**Problem:**
Copy the lines below verbatim. Begin with the first and end with the line containing "Degradation is per".

START Data

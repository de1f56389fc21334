//! Format worldwide aggregate totals for display.
//!
//! Three metrics are tracked: cases, deaths, tests. Each renders as an
//! absolute count plus a per-million rate, thousands-separated, with a `"-"`
//! placeholder for anything the upstream feed left out. Degradation is per
//! field: a missing `testsPerOneMillion` never blanks its siblings.

use crate::features::PLACEHOLDER;
use crate::models::GlobalStats;
use num_format::{Locale, ToFormattedString};
use serde::{Deserialize, Serialize};

/// The fixed set of dashboard metrics.
#[derive(Debug, Clone, Copy, PartialEq, Eq, Serialize, Deserialize)]
pub enum Metric {
    Cases,
    Deaths,
    Tests,
}

impl Metric {
    pub const ALL: [Metric; 3] = [Metric::Cases, Metric::Deaths, Metric::Tests];

    pub fn title(self) -> &'static str {
        match self {
            Metric::Cases => "Total Cases",
            Metric::Deaths => "Total Deaths",
            Metric::Tests => "Total Tests",
        }
    }
}

/// One formatted dashboard entry.
#[derive(Debug, Clone, Serialize, Deserialize, PartialEq)]
#[serde(rename_all = "camelCase")]
pub struct AggregateStat {
    pub metric: Metric,
    /// Absolute count, thousands-separated, or `"-"`.
    pub primary_value: String,
    /// Per-million rate, thousands-separated, or `"-"`.
    pub secondary_value: String,
}

impl GlobalStats {
    pub fn total(&self, metric: Metric) -> Option<u64> {
        match metric {
            Metric::Cases => self.cases,
            Metric::Deaths => self.deaths,
            Metric::Tests => self.tests,
        }
    }

    pub fn per_million(&self, metric: Metric) -> Option<f64> {
        match metric {
            Metric::Cases => self.cases_per_one_million,
            Metric::Deaths => self.deaths_per_one_million,
            Metric::Tests => self.tests_per_one_million,
        }
    }
}

/// Format the aggregate totals. Always returns exactly three entries, in
/// [`Metric::ALL`] order; `None` input degrades every value to the
/// placeholder. Pure and deterministic.
pub fn to_aggregate_stats(stats: Option<&GlobalStats>) -> Vec<AggregateStat> {
    Metric::ALL
        .iter()
        .map(|&metric| {
            let (total, rate) = match stats {
                Some(g) => (g.total(metric), g.per_million(metric)),
                None => (None, None),
            };
            AggregateStat {
                metric,
                primary_value: fmt_count(total),
                secondary_value: fmt_rate(rate),
            }
        })
        .collect()
}

/// Thousands-separated absolute count, `"-"` when absent.
pub fn fmt_count(value: Option<u64>) -> String {
    match value {
        Some(n) => n.to_formatted_string(&Locale::en),
        None => PLACEHOLDER.to_string(),
    }
}

/// Thousands-separated rate with up to two decimals, `"-"` when absent or
/// not finite. Negative rates only appear in malformed input; they stay
/// visible rather than failing the pipeline.
pub fn fmt_rate(value: Option<f64>) -> String {
    let Some(v) = value else {
        return PLACEHOLDER.to_string();
    };
    if !v.is_finite() {
        return PLACEHOLDER.to_string();
    }
    let rendered = format!("{:.2}", v.abs());
    let (int_part, frac_part) = rendered.split_once('.').unwrap_or((rendered.as_str(), "00"));
    let int: u128 = int_part.parse().unwrap_or(0);
    let mut out = int.to_formatted_string(&Locale::en);
    let frac = frac_part.trim_end_matches('0');
    if !frac.is_empty() {
        out.push('.');
        out.push_str(frac);
    }
    if v < 0.0 {
        out.insert(0, '-');
    }
    out
}
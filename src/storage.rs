use crate::models::CountryStat;
use crate::snapshot::Snapshot;
use anyhow::Result;
use csv::WriterBuilder;
use geojson::FeatureCollection;
use std::fs::File;
use std::io::Write;
use std::path::Path;

/// Save the marker features as a pretty-printed GeoJSON document.
pub fn save_geojson<P: AsRef<Path>>(collection: &FeatureCollection, path: P) -> Result<()> {
    let mut f = File::create(path)?;
    let s = serde_json::to_string_pretty(collection)?;
    f.write_all(s.as_bytes())?;
    Ok(())
}

/// Save a full snapshot (settings + features + aggregates) as pretty JSON.
pub fn save_json<P: AsRef<Path>>(snapshot: &Snapshot, path: P) -> Result<()> {
    let mut f = File::create(path)?;
    let s = serde_json::to_string_pretty(snapshot)?;
    f.write_all(s.as_bytes())?;
    Ok(())
}

/// Save per-country records as CSV with header.
pub fn save_csv<P: AsRef<Path>>(countries: &[CountryStat], path: P) -> Result<()> {
    let mut wtr = WriterBuilder::new().from_path(path)?;
    wtr.serialize((
        "country",
        "iso3",
        "lat",
        "long",
        "cases",
        "deaths",
        "recovered",
        "active",
        "tests",
        "population",
        "updated",
    ))?;
    for c in countries {
        wtr.serialize((
            &c.country,
            &c.country_info.iso3,
            c.country_info.lat,
            c.country_info.long,
            c.cases,
            c.deaths,
            c.recovered,
            c.active,
            c.tests,
            c.population,
            c.updated,
        ))?;
    }
    wtr.flush()?;
    Ok(())
}
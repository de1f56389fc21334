//! The single-shot publish step: fetch once, transform, hand the rendering
//! layer one immutable value.

use crate::api::Client;
use crate::config::MapSettings;
use crate::features::to_feature_collection;
use crate::models::{CountryStat, GlobalStats};
use crate::stats::{AggregateStat, to_aggregate_stats};
use geojson::FeatureCollection;
use log::warn;
use serde::{Deserialize, Serialize};

/// Everything the map page needs for one render: view settings, one marker
/// feature per located country, and the three formatted aggregate entries.
/// Recomputed wholesale on every fetch; nothing is merged across fetches.
#[derive(Debug, Clone, Serialize, Deserialize, PartialEq)]
pub struct Snapshot {
    pub settings: MapSettings,
    pub features: FeatureCollection,
    pub aggregates: Vec<AggregateStat>,
}

impl Snapshot {
    /// Assemble a snapshot from already-fetched inputs. Pure.
    pub fn assemble(
        settings: MapSettings,
        countries: &[CountryStat],
        global: Option<&GlobalStats>,
    ) -> Self {
        Self {
            settings,
            features: to_feature_collection(countries),
            aggregates: to_aggregate_stats(global),
        }
    }
}

/// Fetch both endpoints once and assemble the snapshot.
///
/// A failed fetch is logged and degraded — an empty map and placeholder
/// aggregates — instead of surfacing an error; the worst case for the page
/// is fewer markers and dashes in place of numbers.
pub fn fetch_snapshot(client: &Client, settings: MapSettings) -> Snapshot {
    let countries = match client.fetch_countries() {
        Ok(list) => list,
        Err(err) => {
            warn!("country fetch failed: {err}");
            Vec::new()
        }
    };
    let global = match client.fetch_global() {
        Ok(stats) => Some(stats),
        Err(err) => {
            warn!("aggregate fetch failed: {err}");
            None
        }
    };
    Snapshot::assemble(settings, &countries, global.as_ref())
}
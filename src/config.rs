//! Map view settings handed to the rendering layer at startup.

use serde::{Deserialize, Serialize};

/// Initial view over Washington, DC at world zoom.
pub const DEFAULT_CENTER: (f64, f64) = (38.9072, -77.0369);
pub const DEFAULT_ZOOM: u32 = 2;

/// Where the map opens. Passed to the rendering layer at startup.
#[derive(Debug, Clone, Copy, Serialize, Deserialize, PartialEq)]
#[serde(rename_all = "camelCase")]
pub struct MapSettings {
    pub center_lat: f64,
    pub center_lng: f64,
    pub zoom: u32,
}

impl Default for MapSettings {
    fn default() -> Self {
        Self {
            center_lat: DEFAULT_CENTER.0,
            center_lng: DEFAULT_CENTER.1,
            zoom: DEFAULT_ZOOM,
        }
    }
}
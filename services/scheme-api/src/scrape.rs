//! Client for the scrape API that harvests scheme listings from the
//! government portal.

use std::time::Duration;

use anyhow::{Context, Result};
use reqwest::Client;
use serde_json::Value;

use shared::error::AppError;

#[derive(Clone)]
pub struct ScrapeClient {
    http: Client,
    api_url: String,
    api_key: String,
    site_origin: String,
}

impl ScrapeClient {
    pub fn new(
        api_url: String,
        api_key: String,
        site_origin: String,
        timeout: Duration,
    ) -> Result<Self> {
        let http = Client::builder()
            .timeout(timeout)
            .build()
            .context("building scrape client")?;
        Ok(Self {
            http,
            api_url,
            api_key,
            site_origin,
        })
    }

    pub fn site_origin(&self) -> &str {
        &self.site_origin
    }

    /// Resolves the portal page to scrape. A non-empty search query wins
    /// over the category mapping; unmapped categories scrape the site root.
    pub fn target_url(&self, category: &str, search_query: &str) -> String {
        if !search_query.is_empty() {
            return format!(
                "{}/schemes/search?keyword={}",
                self.site_origin,
                urlencoding::encode(search_query)
            );
        }
        match category.to_lowercase().as_str() {
            "agriculture" => format!("{}/schemes/domain/agriculture-and-allied", self.site_origin),
            "healthcare" => format!("{}/schemes/domain/health-and-wellness", self.site_origin),
            "education" => format!(
                "{}/schemes/domain/skill-development-and-employment",
                self.site_origin
            ),
            _ => format!("{}/", self.site_origin),
        }
    }

    /// Issues a single scrape attempt and returns the raw upstream payload.
    /// No retries; the caller-facing refresh action is the only retry path.
    pub async fn fetch(&self, target: &str) -> Result<Value, AppError> {
        let body = serde_json::json!({
            "url": target,
            "selector": ".scheme-card",
            "maxPages": 3,
            "limit": 10,
            "actions": [{
                "type": "extractData",
                "config": {
                    "title": ".scheme-title",
                    "description": ".scheme-description",
                    "link": { "selector": ".scheme-link", "attribute": "href" },
                    "deadline": ".scheme-deadline",
                    "category": ".scheme-category"
                }
            }]
        });

        let resp = self
            .http
            .post(format!("{}/scrape", self.api_url))
            .bearer_auth(&self.api_key)
            .json(&body)
            .send()
            .await
            .map_err(|err| AppError::UpstreamUnreachable(err.to_string()))?;

        let status = resp.status();
        if !status.is_success() {
            let body = resp.text().await.unwrap_or_default();
            return Err(AppError::UpstreamError {
                status: status.as_u16(),
                body,
            });
        }

        let payload: Value = resp.json().await.map_err(|err| AppError::UpstreamError {
            status: status.as_u16(),
            body: format!("unparseable payload: {err}"),
        })?;

        // The API reports its own failures inside a 200 response.
        if payload.get("success").and_then(Value::as_bool) != Some(true) {
            let detail = payload
                .get("error")
                .and_then(Value::as_str)
                .unwrap_or("Unknown error");
            return Err(AppError::UpstreamError {
                status: status.as_u16(),
                body: detail.to_string(),
            });
        }

        Ok(payload)
    }
}
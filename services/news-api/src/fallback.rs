//! Sample substitute news served when the live search fails or yields
//! nothing usable. Sets are fixed per category and language.

use shared::dto::{Language, NewsRecord};

/// Produces the sample set for a category in the requested language, tagged
/// with the query's own category label. Unknown categories yield an empty
/// set.
pub fn fallback_news(category: &str, language: Language) -> Vec<NewsRecord> {
    let items: &[(&str, &str, &str, &str)] = match (language, category.to_lowercase().as_str()) {
        (Language::En, "agriculture") => &[
            (
                "New Organic Farming Techniques Show Promise",
                "Farmers across the country are adopting new organic farming techniques that are showing improved yields while being environmentally friendly.",
                "2025-03-28",
                "Rural News Network",
            ),
            (
                "Government Announces Increased Subsidies for Farmers",
                "The central government has announced a 15% increase in subsidies for small and marginal farmers to boost agricultural productivity.",
                "2025-03-26",
                "National Daily",
            ),
        ],
        (Language::En, "healthcare") => &[
            (
                "Rural Health Centers to Get Technology Upgrade",
                "The Health Ministry has announced a comprehensive plan to upgrade technology infrastructure in rural health centers nationwide.",
                "2025-03-29",
                "Health Today",
            ),
            (
                "New Vaccination Drive Launched in Rural Areas",
                "A new vaccination campaign targeting preventable diseases has been launched specifically for rural communities with limited healthcare access.",
                "2025-03-25",
                "Medical Journal",
            ),
        ],
        (Language::En, "education") => &[
            (
                "Digital Learning Initiative Reaches Remote Villages",
                "A government-backed digital learning initiative has successfully connected schools in 500 remote villages to online educational resources.",
                "2025-03-27",
                "Education Times",
            ),
            (
                "Rural Schools Show Improvement in Literacy Rates",
                "Recent data shows significant improvement in literacy rates among rural schools that implemented the new national curriculum.",
                "2025-03-24",
                "Academic Review",
            ),
        ],
        (Language::En, "local news") => &[
            (
                "Village Council Implements New Water Conservation Project",
                "The local village council has successfully implemented a new water conservation project that has improved water availability for farming.",
                "2025-03-30",
                "Local Daily",
            ),
            (
                "Community-Led Road Repair Initiative Completed",
                "Residents of Greenfield village have completed a community-led initiative to repair the main access road damaged during monsoon.",
                "2025-03-23",
                "Community News",
            ),
        ],
        (Language::Hi, "agriculture") => &[
            (
                "नई जैविक खेती तकनीकें आशाजनक दिखती हैं",
                "देश भर के किसान नई जैविक खेती तकनीकों को अपना रहे हैं जो पर्यावरण के अनुकूल होने के साथ बेहतर उपज दिखा रहे हैं।",
                "2025-03-28",
                "ग्रामीण समाचार नेटवर्क",
            ),
            (
                "सरकार ने किसानों के लिए बढ़ी हुई सब्सिडी की घोषणा की",
                "केंद्र सरकार ने कृषि उत्पादकता बढ़ाने के लिए छोटे और सीमांत किसानों के लिए सब्सिडी में 15% की वृद्धि की घोषणा की है।",
                "2025-03-26",
                "राष्ट्रीय दैनिक",
            ),
        ],
        (Language::Hi, "healthcare") => &[
            (
                "ग्रामीण स्वास्थ्य केंद्रों को प्रौद्योगिकी अपग्रेड मिलेगा",
                "स्वास्थ्य मंत्रालय ने देशभर के ग्रामीण स्वास्थ्य केंद्रों में प्रौद्योगिकी बुनियादी ढांचे को अपग्रेड करने की एक व्यापक योजना की घोषणा की है।",
                "2025-03-29",
                "हेल्थ टुडे",
            ),
            (
                "ग्रामीण क्षेत्रों में नया टीकाकरण अभियान शुरू",
                "सीमित स्वास्थ्य देखभाल पहुंच वाले ग्रामीण समुदायों के लिए विशेष रूप से रोके जा सकने वाले रोगों को लक्षित करने वाला एक नया टीकाकरण अभियान शुरू किया गया है।",
                "2025-03-25",
                "मेडिकल जर्नल",
            ),
        ],
        (Language::Hi, "education") => &[
            (
                "डिजिटल लर्निंग पहल दूरदराज के गांवों तक पहुंची",
                "सरकार समर्थित डिजिटल लर्निंग पहल ने 500 दूरदराज के गांवों के स्कूलों को ऑनलाइन शैक्षिक संसाधनों से सफलतापूर्वक जोड़ा है।",
                "2025-03-27",
                "शिक्षा टाइम्स",
            ),
            (
                "ग्रामीण स्कूलों में साक्षरता दर में सुधार दिखाई देता है",
                "हाल के आंकड़े नए राष्ट्रीय पाठ्यक्रम को लागू करने वाले ग्रामीण स्कूलों में साक्षरता दर में महत्वपूर्ण सुधार दिखाते हैं।",
                "2025-03-24",
                "अकादमिक समीक्षा",
            ),
        ],
        (Language::Hi, "local news") => &[
            (
                "ग्राम परिषद ने नई जल संरक्षण परियोजना लागू की",
                "स्थानीय ग्राम परिषद ने एक नई जल संरक्षण परियोजना को सफलतापूर्वक लागू किया है जिसने खेती के लिए पानी की उपलब्धता में सुधार किया है।",
                "2025-03-30",
                "लोकल डेली",
            ),
            (
                "समुदाय के नेतृत्व वाली सड़क मरम्मत पहल पूरी हुई",
                "ग्रीनफील्ड गांव के निवासियों ने मानसून के दौरान क्षतिग्रस्त मुख्य पहुंच सड़क की मरम्मत के लिए एक समुदाय के नेतृत्व वाली पहल पूरी कर ली है।",
                "2025-03-23",
                "समुदाय समाचार",
            ),
        ],
        (Language::Mr, "agriculture") => &[
            (
                "नवीन सेंद्रिय शेती तंत्रज्ञान आशादायक दिसत आहे",
                "देशभरातील शेतकरी नवीन सेंद्रिय शेती तंत्रज्ञान स्वीकारत आहेत जे पर्यावरणास अनुकूल असताना सुधारित उत्पादन दाखवत आहेत.",
                "2025-03-28",
                "ग्रामीण बातम्या नेटवर्क",
            ),
            (
                "सरकारने शेतकऱ्यांसाठी वाढीव अनुदानाची घोषणा केली",
                "कृषी उत्पादकता वाढविण्यासाठी केंद्र सरकारने लहान आणि सीमांत शेतकऱ्यांसाठी अनुदानात 15% वाढ करण्याची घोषणा केली आहे.",
                "2025-03-26",
                "नॅशनल डेली",
            ),
        ],
        (Language::Mr, "healthcare") => &[
            (
                "ग्रामीण आरोग्य केंद्रांना तंत्रज्ञान अपग्रेड मिळणार",
                "आरोग्य मंत्रालयाने देशभरातील ग्रामीण आरोग्य केंद्रांमध्ये तंत्रज्ञान पायाभूत सुविधा अपग्रेड करण्यासाठी सर्वसमावेशक योजनेची घोषणा केली आहे.",
                "2025-03-29",
                "हेल्थ टुडे",
            ),
            (
                "ग्रामीण भागात नवीन लसीकरण मोहीम सुरू",
                "मर्यादित आरोग्य सेवा असलेल्या ग्रामीण समुदायांसाठी विशेषतः प्रतिबंधित करण्यायोग्य आजारांना लक्ष्य करणारी नवीन लसीकरण मोहीम सुरू करण्यात आली आहे.",
                "2025-03-25",
                "मेडिकल जर्नल",
            ),
        ],
        (Language::Mr, "education") => &[
            (
                "डिजिटल लर्निंग उपक्रम दुर्गम गावांपर्यंत पोहोचला",
                "सरकारी समर्थित डिजिटल लर्निंग उपक्रमाने 500 दुर्गम गावांतील शाळा ऑनलाइन शैक्षणिक संसाधनांशी यशस्वीरित्या जोडल्या आहेत.",
                "2025-03-27",
                "एज्युकेशन टाइम्स",
            ),
            (
                "ग्रामीण शाळांमध्ये साक्षरता दरात सुधारणा दिसून येत आहे",
                "अलीकडील आकडेवारी दर्शवते की नवीन राष्ट्रीय अभ्यासक्रम राबविणाऱ्या ग्रामीण शाळांमध्ये साक्षरता दरात लक्षणीय सुधारणा झाली आहे.",
                "2025-03-24",
                "अकादमिक रिव्ह्यू",
            ),
        ],
        (Language::Mr, "local news") => &[
            (
                "ग्राम परिषदेने नवीन पाणी संवर्धन प्रकल्प राबविला",
                "स्थानिक ग्राम परिषदेने नवीन पाणी संवर्धन प्रकल्प यशस्वीरित्या राबविला आहे ज्यामुळे शेतीसाठी पाण्याची उपलब्धता सुधारली आहे.",
                "2025-03-30",
                "लोकल डेली",
            ),
            (
                "समुदाय-नेतृत्व रस्ता दुरुस्ती उपक्रम पूर्ण",
                "ग्रीनफील्ड गावातील रहिवाशांनी पावसाळ्यात नुकसान झालेल्या मुख्य प्रवेश रस्त्याच्या दुरुस्तीसाठी समुदाय-नेतृत्व उपक्रम पूर्ण केला आहे.",
                "2025-03-23",
                "समुदाय बातम्या",
            ),
        ],
        _ => &[],
    };

    items
        .iter()
        .map(|(title, summary, date, source)| NewsRecord {
            title: (*title).into(),
            summary: (*summary).into(),
            date: (*date).into(),
            source: (*source).into(),
            category: category.to_string(),
            link: "#".into(),
        })
        .collect()
}

#[cfg(test)]
mod tests {
    use super::*;

    #[test]
    fn every_known_category_has_samples_in_every_language() {
        for language in [Language::En, Language::Hi, Language::Mr] {
            for category in ["agriculture", "healthcare", "education", "local news"] {
                let set = fallback_news(category, language);
                assert_eq!(set.len(), 2, "{language} {category}");
                assert!(set.iter().all(|r| r.category == category));
                assert!(set.iter().all(|r| !r.title.is_empty() && !r.summary.is_empty()));
            }
        }
    }

    #[test]
    fn unknown_category_yields_empty_set() {
        assert!(fallback_news("sports", Language::En).is_empty());
    }

    #[test]
    fn category_match_is_case_insensitive() {
        let set = fallback_news("Agriculture", Language::En);
        assert_eq!(set.len(), 2);
        assert_eq!(set[0].category, "Agriculture");
    }
}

END Data

**Answer to this task:**
repository de1f56389fc21334
//! Format worldwide aggregate totals for display.
//!
//! Three metrics are tracked: cases, deaths, tests. Each renders as an
//! absolute count plus a per-million rate, thousands-separated, with a `"-"`
//! placeholder for anything the upstream feed left out. Degradation is per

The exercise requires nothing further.